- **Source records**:
--

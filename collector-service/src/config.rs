use energy_client::store::roster_queries::RosterColumns;
use serde::Deserialize;
use std::{env, fs, path::PathBuf};

const CONFIG_ENV: &str = "COLLECTOR_CONFIG";
const DEFAULT_CONFIG_PATH: &str = "collector-config.toml";

#[derive(thiserror::Error, Debug)]
pub enum ConfigError {
    #[error("failed to read config {path}: {source}")]
    Read {
        path: String,
        #[source]
        source: std::io::Error,
    },
    #[error("failed to parse config {path}: {source}")]
    Parse {
        path: String,
        #[source]
        source: toml::de::Error,
    },
    #[error("environment variable {0} is not set")]
    MissingServiceKey(String),
}

#[derive(Debug, Clone, Deserialize)]
#[serde(default)]
pub struct PathsConfig {
    pub roster_file: PathBuf,
    pub energy_dir: PathBuf,
    pub analysis_dir: PathBuf,
    pub visualization_dir: PathBuf,
    pub processed_dir: PathBuf,
}

impl Default for PathsConfig {
    fn default() -> Self {
        Self {
            roster_file: PathBuf::from("csv/20250328_단지_기본정보_수도권.csv"),
            energy_dir: PathBuf::from("data/energy"),
            analysis_dir: PathBuf::from("data/analysis"),
            visualization_dir: PathBuf::from("data/visualization"),
            processed_dir: PathBuf::from("data/processed"),
        }
    }
}

#[derive(Debug, Clone, Deserialize)]
#[serde(default)]
pub struct ApiConfig {
    pub base_url: String,
    pub timeout_secs: u64,
    /// Name of the environment variable holding the service key.
    pub service_key_env: String,
}

impl Default for ApiConfig {
    fn default() -> Self {
        Self {
            base_url: "http://apis.data.go.kr/1613000/ApHusEnergyUseInfoOfferServiceV2/getHsmpApHusUsgQtyInfoSearchV2"
                .to_string(),
            timeout_secs: 30,
            service_key_env: "SERVICE_KEY".to_string(),
        }
    }
}

#[derive(Debug, Clone, Deserialize)]
#[serde(default)]
pub struct AnalysisConfig {
    /// Trends fitted on fewer points are left out of the merged table.
    pub min_data_points: usize,
    /// Slopes below this magnitude are reported as steady.
    pub slope_threshold: f64,
    /// Mean correlation above which a complex counts as high efficiency.
    pub efficiency_threshold: f64,
    pub efficiency_energy_type: String,
}

impl Default for AnalysisConfig {
    fn default() -> Self {
        Self {
            min_data_points: 5,
            slope_threshold: 0.001,
            efficiency_threshold: 0.619,
            efficiency_energy_type: "waterCool".to_string(),
        }
    }
}

#[derive(Debug, Clone, Deserialize)]
pub struct MetricsConfig {
    pub bind_addr: String,
}

#[derive(Debug, Clone, Default, Deserialize)]
#[serde(default)]
pub struct AppConfig {
    pub paths: PathsConfig,
    pub api: ApiConfig,
    pub roster: RosterColumns,
    pub analysis: AnalysisConfig,
    pub metrics: Option<MetricsConfig>,
}

impl AppConfig {
    /// Load the configuration named by `COLLECTOR_CONFIG`.
    ///
    /// Without the variable the default path is tried and, when absent, the
    /// built-in defaults are used. An explicitly named file must exist.
    pub fn load() -> Result<Self, ConfigError> {
        match env::var(CONFIG_ENV) {
            Ok(path) => Self::from_file(&path),
            Err(_) if fs::metadata(DEFAULT_CONFIG_PATH).is_ok() => Self::from_file(DEFAULT_CONFIG_PATH),
            Err(_) => Ok(Self::default()),
        }
    }

    pub fn from_file(path: &str) -> Result<Self, ConfigError> {
        let contents = fs::read_to_string(path).map_err(|source| ConfigError::Read {
            path: path.to_string(),
            source,
        })?;
        Self::from_toml(&contents).map_err(|source| ConfigError::Parse {
            path: path.to_string(),
            source,
        })
    }

    pub fn from_toml(contents: &str) -> Result<Self, toml::de::Error> {
        toml::from_str(contents)
    }

    /// The API service key from the process environment.
    pub fn service_key(&self) -> Result<String, ConfigError> {
        match env::var(&self.api.service_key_env) {
            Ok(key) if !key.trim().is_empty() => Ok(key),
            _ => Err(ConfigError::MissingServiceKey(self.api.service_key_env.clone())),
        }
    }
}
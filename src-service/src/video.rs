//! Raw video preview on a single key.
//!
//! A frame source connects once and streams fixed-size RGB frames with no
//! framing; boundaries are purely byte counts. Every complete frame is
//! scaled to the key and handed straight to the device session, bypassing
//! the state store. The key belongs to the video source only while frames
//! flow; afterwards the render dispatcher paints it again.

use std::io::ErrorKind;
use std::net::SocketAddr;
use std::sync::atomic::{AtomicBool, Ordering};
use std::sync::Arc;

use image::imageops::{self, FilterType};
use image::RgbImage;
use tokio::io::AsyncReadExt;
use tokio::net::{TcpListener, TcpStream};
use tokio_util::sync::CancellationToken;
use tracing::{debug, info, warn};

use crate::config::VideoConfig;
use crate::deck::{DeckHandle, KeyImage};
use crate::render::RedrawTrigger;

/// The video key and whether a frame source currently owns it.
#[derive(Debug, Clone)]
pub struct VideoKey {
    pub index: usize,
    live: Arc<AtomicBool>,
}

impl VideoKey {
    pub fn new(index: usize) -> Self {
        Self {
            index,
            live: Arc::new(AtomicBool::new(false)),
        }
    }

    /// Whether frames are being drawn on the key right now.
    pub fn is_live(&self) -> bool {
        self.live.load(Ordering::SeqCst)
    }

    /// Hand the key to the frame source. Returns true if it was free.
    pub fn claim(&self) -> bool {
        !self.live.swap(true, Ordering::SeqCst)
    }

    /// Give the key back to the renderer. Returns true if it was claimed.
    pub fn release(&self) -> bool {
        self.live.swap(false, Ordering::SeqCst)
    }
}

/// Turn one raw frame into a key bitmap of `key_size`.
///
/// Returns `None` if `raw` is shorter than `width * height * 3` bytes.
pub fn compose_frame(
    raw: &[u8],
    width: u32,
    height: u32,
    key_size: (u32, u32),
) -> Option<RgbImage> {
    let frame = RgbImage::from_raw(width, height, raw.to_vec())?;
    if frame.dimensions() == key_size {
        return Some(frame);
    }
    Some(imageops::resize(&frame, key_size.0, key_size.1, FilterType::Triangle))
}

pub struct VideoAdapter {
    listener: TcpListener,
    config: VideoConfig,
    key: VideoKey,
    target: DeckHandle,
    redraw: RedrawTrigger,
    cancel: CancellationToken,
}

impl VideoAdapter {
    /// Bind the listening socket.
    pub async fn bind(
        config: VideoConfig,
        key: VideoKey,
        target: DeckHandle,
        redraw: RedrawTrigger,
        cancel: CancellationToken,
    ) -> std::io::Result<Self> {
        let listener = TcpListener::bind(&config.listen).await?;
        info!(
            "[Video] Listening on {} for {}x{} frames (key {})",
            listener.local_addr()?,
            config.width,
            config.height,
            key.index
        );
        Ok(Self {
            listener,
            config,
            key,
            target,
            redraw,
            cancel,
        })
    }

    #[allow(dead_code)]
    pub fn local_addr(&self) -> std::io::Result<SocketAddr> {
        self.listener.local_addr()
    }

    /// Accept one source and forward frames until it ends.
    pub async fn run(self) {
        let device_gone = self.target.cancelled().clone();
        let accepted = tokio::select! {
            _ = self.cancel.cancelled() => None,
            _ = device_gone.cancelled() => None,
            accepted = self.listener.accept() => Some(accepted),
        };

        match accepted {
            Some(Ok((stream, peer))) => {
                info!("[Video] Source connected from {}", peer);
                drop(self.listener);
                let cancel = self.cancel.clone();
                tokio::select! {
                    _ = cancel.cancelled() => {}
                    _ = device_gone.cancelled() => debug!("[Video] Target panel gone"),
                    _ = forward_frames(stream, &self.config, &self.key, &self.target) => {}
                }
                if self.key.release() {
                    debug!("[Video] Key {} handed back", self.key.index);
                    self.redraw.request();
                }
            }
            Some(Err(e)) => warn!("[Video] Accept failed: {}", e),
            None => {}
        }
        info!("[Video] Stopped");
    }
}

async fn forward_frames(
    mut stream: TcpStream,
    config: &VideoConfig,
    key: &VideoKey,
    target: &DeckHandle,
) {
    let mut buf = vec![0u8; config.frame_len()];
    let mut frames: u64 = 0;

    loop {
        match stream.read_exact(&mut buf).await {
            Ok(_) => {}
            Err(e) if e.kind() == ErrorKind::UnexpectedEof => {
                info!("[Video] Stream ended after {} frames", frames);
                return;
            }
            Err(e) => {
                warn!("[Video] Read failed after {} frames: {}", frames, e);
                return;
            }
        }

        if let Some(image) = compose_frame(&buf, config.width, config.height, target.info.key_size)
        {
            key.claim();
            target.draw(key.index, KeyImage::Frame(image));
            frames += 1;
        }
    }
}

--

- **WHAT YOU NEED TO DO**: Go through the entries above and copy each line holding the string "AppConfig".

- **REPLY TO THE EXERCISE**:
pub struct AppConfig {
impl AppConfig {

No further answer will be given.